Stored data:

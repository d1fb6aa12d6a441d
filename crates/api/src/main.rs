use std::net::SocketAddr;
use std::sync::Arc;
use std::time::Duration;

use tracing_subscriber::{layer::SubscriberExt, util::SubscriberInitExt};

use fleetwatch_api::background::BackgroundJobs;
use fleetwatch_api::config::ServerConfig;
use fleetwatch_api::router::build_app_router;
use fleetwatch_api::state::{AppState, Services};
use fleetwatch_api::ws;
use fleetwatch_events::{
    AlertHub, EmailConfig, EmailSideChannel, NotifierConfig, PgBackend, RetentionConfig,
    RetentionSweep, ScannerConfig,
};

#[tokio::main]
async fn main() {
    dotenvy::dotenv().ok();

    // --- Tracing ---
    tracing_subscriber::registry()
        .with(
            tracing_subscriber::EnvFilter::try_from_default_env().unwrap_or_else(|_| {
                "fleetwatch_api=debug,fleetwatch_events=debug,tower_http=debug".into()
            }),
        )
        .with(tracing_subscriber::fmt::layer())
        .init();

    // --- Configuration ---
    let config = ServerConfig::from_env();
    tracing::info!(host = %config.host, port = %config.port, "Loaded server configuration");

    // --- Database ---
    let database_url = std::env::var("DATABASE_URL").expect("DATABASE_URL must be set");

    let pool = fleetwatch_db::create_pool(&database_url)
        .await
        .expect("Failed to connect to database");
    tracing::info!("Database connection pool created");

    fleetwatch_db::health_check(&pool)
        .await
        .expect("Database health check failed");
    tracing::info!("Database health check passed");

    fleetwatch_db::run_migrations(&pool)
        .await
        .expect("Failed to run database migrations");
    tracing::info!("Database migrations applied");

    let backend = Arc::new(PgBackend::new(pool.clone()));

    // --- Email side-channel ---
    let email = match EmailConfig::from_env() {
        Some(email_config) => match email_config.build_provider() {
            Ok(provider) => {
                tracing::info!(provider = provider.name(), "Email delivery enabled");
                Some(Arc::new(EmailSideChannel::new(
                    provider,
                    backend.clone(),
                    backend.clone(),
                    email_config,
                )))
            }
            Err(e) => {
                tracing::error!(error = %e, "Email provider misconfigured, email delivery disabled");
                None
            }
        },
        None => {
            tracing::info!("MAIL_PROVIDER not set, email delivery disabled");
            None
        }
    };

    // --- App state ---
    let shutdown_timeout = Duration::from_secs(config.shutdown_timeout_secs);
    let state = AppState::assemble(
        config.clone(),
        Services {
            backend: backend.clone(),
            pool: Some(pool),
            hub: Arc::new(AlertHub::from_env()),
            notifier: NotifierConfig::from_env(),
            scanner: ScannerConfig::from_env(),
            email,
        },
    );
    let ws_manager = Arc::clone(&state.ws_manager);

    // --- Heartbeat ---
    let heartbeat_handle = ws::start_heartbeat(Arc::clone(&ws_manager));

    // --- Background jobs ---
    let retention = Arc::new(RetentionSweep::new(backend, RetentionConfig::from_env()));
    let jobs = BackgroundJobs::start(Arc::clone(&state.scanner), retention);

    // --- Router ---
    let app = build_app_router(state);

    // --- Start server ---
    let addr = SocketAddr::new(
        config.host.parse().expect("Invalid HOST address"),
        config.port,
    );
    tracing::info!(%addr, "Starting server");

    let listener = tokio::net::TcpListener::bind(addr)
        .await
        .expect("Failed to bind to address");

    axum::serve(listener, app)
        .with_graceful_shutdown(shutdown_signal())
        .await
        .expect("Server error");

    // --- Post-shutdown cleanup ---
    tracing::info!("Server stopped accepting connections, cleaning up");

    jobs.shutdown(shutdown_timeout).await;

    let ws_count = ws_manager.connection_count().await;
    tracing::info!(ws_count, "Closing remaining feed sessions");
    ws_manager.shutdown_all().await;

    heartbeat_handle.abort();
    tracing::info!("Graceful shutdown complete");
}

/// Wait for SIGINT or SIGTERM.
async fn shutdown_signal() {
    let ctrl_c = async {
        tokio::signal::ctrl_c()
            .await
            .expect("Failed to install Ctrl-C handler");
    };

    #[cfg(unix)]
    let terminate = async {
        tokio::signal::unix::signal(tokio::signal::unix::SignalKind::terminate())
            .expect("Failed to install SIGTERM handler")
            .recv()
            .await;
    };

    #[cfg(not(unix))]
    let terminate = std::future::pending::<()>();

    tokio::select! {
        () = ctrl_c => {
            tracing::info!("Received SIGINT (Ctrl-C), starting graceful shutdown");
        }
        () = terminate => {
            tracing::info!("Received SIGTERM, starting graceful shutdown");
        }
    }
}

*Assignment*. Report every line of the data above that contains the string "disabled" by copying it in full.

*Response to this exercise*.
                tracing::error!(error = %e, "Email provider misconfigured, email delivery disabled");
            tracing::info!("MAIL_PROVIDER not set, email delivery disabled");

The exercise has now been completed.